After a moment, she tried the knob. But the door was locked. Finally, very softly, she knocked.

She heard a rustling sound inside, then the muffled sound of small footsteps on a bare floor.

She knocked softly again.

She heard a whimper.

Kira knelt by the door. It was difficult, with her crippled leg. But she lowered herself until her mouth was beside the large keyhole. Then she called softly, "Jo?"

"I'm being good," a frightened, desperate little voice replied. "I'm practicing."

"I know you are," Kira said through the keyhole. She could hear small, shuddering sobs.

"I'm your friend, Jo. My name is Kira."

"Please, I want me mum," the tyke pleaded. She sounded very young.

For some reason Kira thought of the enclosure that had been built on the site of her old cott. Now tykes were penned there, enclosed by thorn bushes. It seemed cruel. But at least they were not isolated. They had each other, and they were able to look out through the thick foliage and see the village life around them.

Why was this small tyke locked in a room all alone?

"I will come back," she called softly through the door.

"Will you bring me mum?" The little voice was close to the keyhole. Kira could almost feel the breath.

Matt had told her that the tyke's parents were both dead. "I will come back," Kira said again. "Jo? Listen to me."

The tyke sniffled. In the distance, on the floor above, Kira heard a door open.

"I must go," Kira whispered firmly through the hole. "But listen, Jo: I will help you, I promise. Hush now. Don't tell anyone I was here."
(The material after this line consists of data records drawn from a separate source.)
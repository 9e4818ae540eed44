use chrono::{DateTime, Utc};
use sea_orm::entity::prelude::*;
use sea_orm::{DeriveActiveEnum, EnumIter};
use serde::{Deserialize, Serialize};
use utoipa::ToSchema;

/// 存储层的中奖状态; "expired" 不落库, 读取时根据 expires_at 推导
#[derive(
    Debug, Clone, Copy, Serialize, Deserialize, PartialEq, Eq, ToSchema, DeriveActiveEnum, EnumIter,
)]
#[sea_orm(rs_type = "String", db_type = "String(Some(16))")]
#[serde(rename_all = "snake_case")]
pub enum AwardStatus {
    #[sea_orm(string_value = "pending")]
    Pending,
    #[sea_orm(string_value = "claimed")]
    Claimed,
}

impl std::fmt::Display for AwardStatus {
    fn fmt(&self, f: &mut std::fmt::Formatter<'_>) -> std::fmt::Result {
        match self {
            AwardStatus::Pending => write!(f, "pending"),
            AwardStatus::Claimed => write!(f, "claimed"),
        }
    }
}

/// 中奖记录实体
/// 说明:
/// - 仅在抽中实际奖品时创建, 初始为 pending
/// - claim_code 全局唯一, 兑奖时必须提供
/// - pending -> claimed 只发生一次, 不可逆
#[derive(Clone, Debug, PartialEq, Eq, DeriveEntityModel, Serialize, Deserialize)]
#[sea_orm(table_name = "user_rewards")]
pub struct Model {
    #[sea_orm(primary_key, auto_increment = false)]
    pub id: Uuid,
    pub user_id: Uuid,
    pub reward_id: Uuid,
    pub status: AwardStatus,
    #[sea_orm(unique)]
    pub claim_code: String,
    pub expires_at: DateTime<Utc>,
    pub claimed_at: Option<DateTime<Utc>>,
    pub created_at: DateTime<Utc>,
    pub updated_at: DateTime<Utc>,
}

impl Model {
    pub fn is_expired_at(&self, now: DateTime<Utc>) -> bool {
        now > self.expires_at
    }
}

#[derive(Copy, Clone, Debug, EnumIter, DeriveRelation)]
pub enum Relation {
    #[sea_orm(
        belongs_to = "super::rewards::Entity",
        from = "Column::RewardId",
        to = "super::rewards::Column::Id",
        on_update = "NoAction",
        on_delete = "NoAction"
    )]
    Reward,
}

impl Related<super::rewards::Entity> for Entity {
    fn to() -> RelationDef {
        Relation::Reward.def()
    }
}

impl ActiveModelBehavior for ActiveModel {}
use crate::error::{AppError, AppResult};
use chrono::{Duration, Utc};
use jsonwebtoken::{Algorithm, DecodingKey, EncodingKey, Header, Validation, decode, encode};
use serde::{Deserialize, Serialize};
use uuid::Uuid;

#[derive(Debug, Serialize, Deserialize)]
pub struct Claims {
    pub user_id: String,
    #[serde(default)]
    pub email: String,
    #[serde(default)]
    pub device_id: String,
    pub exp: i64,
    pub iat: i64,
}

impl Claims {
    pub fn user_uuid(&self) -> AppResult<Uuid> {
        Uuid::parse_str(&self.user_id)
            .map_err(|_| AppError::AuthError("Invalid user ID in token".to_string()))
    }
}

/// 令牌由账号服务签发, 这里负责校验 (HS256 共享密钥)
#[derive(Clone)]
pub struct JwtService {
    encoding_key: EncodingKey,
    decoding_key: DecodingKey,
    access_token_expires_in: i64,
}

impl JwtService {
    pub fn new(secret: &str, access_expires_in: i64) -> Self {
        Self {
            encoding_key: EncodingKey::from_secret(secret.as_bytes()),
            decoding_key: DecodingKey::from_secret(secret.as_bytes()),
            access_token_expires_in: access_expires_in,
        }
    }

    pub fn generate_access_token(
        &self,
        user_id: Uuid,
        email: &str,
        device_id: &str,
    ) -> AppResult<String> {
        let now = Utc::now();
        let exp = now + Duration::seconds(self.access_token_expires_in);

        let claims = Claims {
            user_id: user_id.to_string(),
            email: email.to_string(),
            device_id: device_id.to_string(),
            exp: exp.timestamp(),
            iat: now.timestamp(),
        };

        encode(&Header::default(), &claims, &self.encoding_key).map_err(AppError::JwtError)
    }

    pub fn verify_access_token(&self, token: &str) -> AppResult<Claims> {
        let validation = Validation::new(Algorithm::HS256);
        decode::<Claims>(token, &self.decoding_key, &validation)
            .map(|data| data.claims)
            .map_err(AppError::JwtError)
    }
}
She rose quickly. Clutching her stick, she made her way back to the staircase. When she reached the second floor and rounded the corner, she saw Jamison standing in the open doorway to her room. He came forward, greeted her with sympathy, and told her the news of Annabella's death.

Suddenly wary, Kira said nothing of the child below.

15

"Look! They're setting up a dyeing-place for me."

It was midday. Kira pointed down to the area below the window, a small piece of land between the Edifice and the edge of the woods. Thomas came to the window and looked. Workers had raised a structure that Kira could see was to be a shed; under its roof, long poles from which to hang the wet yarns and threads to dry were already in place.

"It's better than anything she ever had," Kira murmured, remembering Annabella wistfully. "I'm going to miss her," she added.

It had all happened so quickly. Annabella's death, so sudden; and now, only a day later, the new dyeing-place was being made.

"What's that?" Thomas pointed. To the side, the workers were digging a shallow pit. A support for hanging kettles was being pounded into place at the side.

"It'll be for fire. You need a very hot fire always, for the boiling of the dyes.

"Oh, Thomas," Kira sighed, turning away from the window, "I'll never remember how to do it all."

"Yes you will. I have it all written down, everything you told me. We'll just repeat it and repeat it. Look! What's that they're bringing?"

She looked again and saw them stacking bundles of dried plants beside the new shed. "They must have brought all the ones Annabella had hanging from the beams in her cott. So at least I'll have a place to start. I think I know the names, if they haven't mixed them all together out of ignorance."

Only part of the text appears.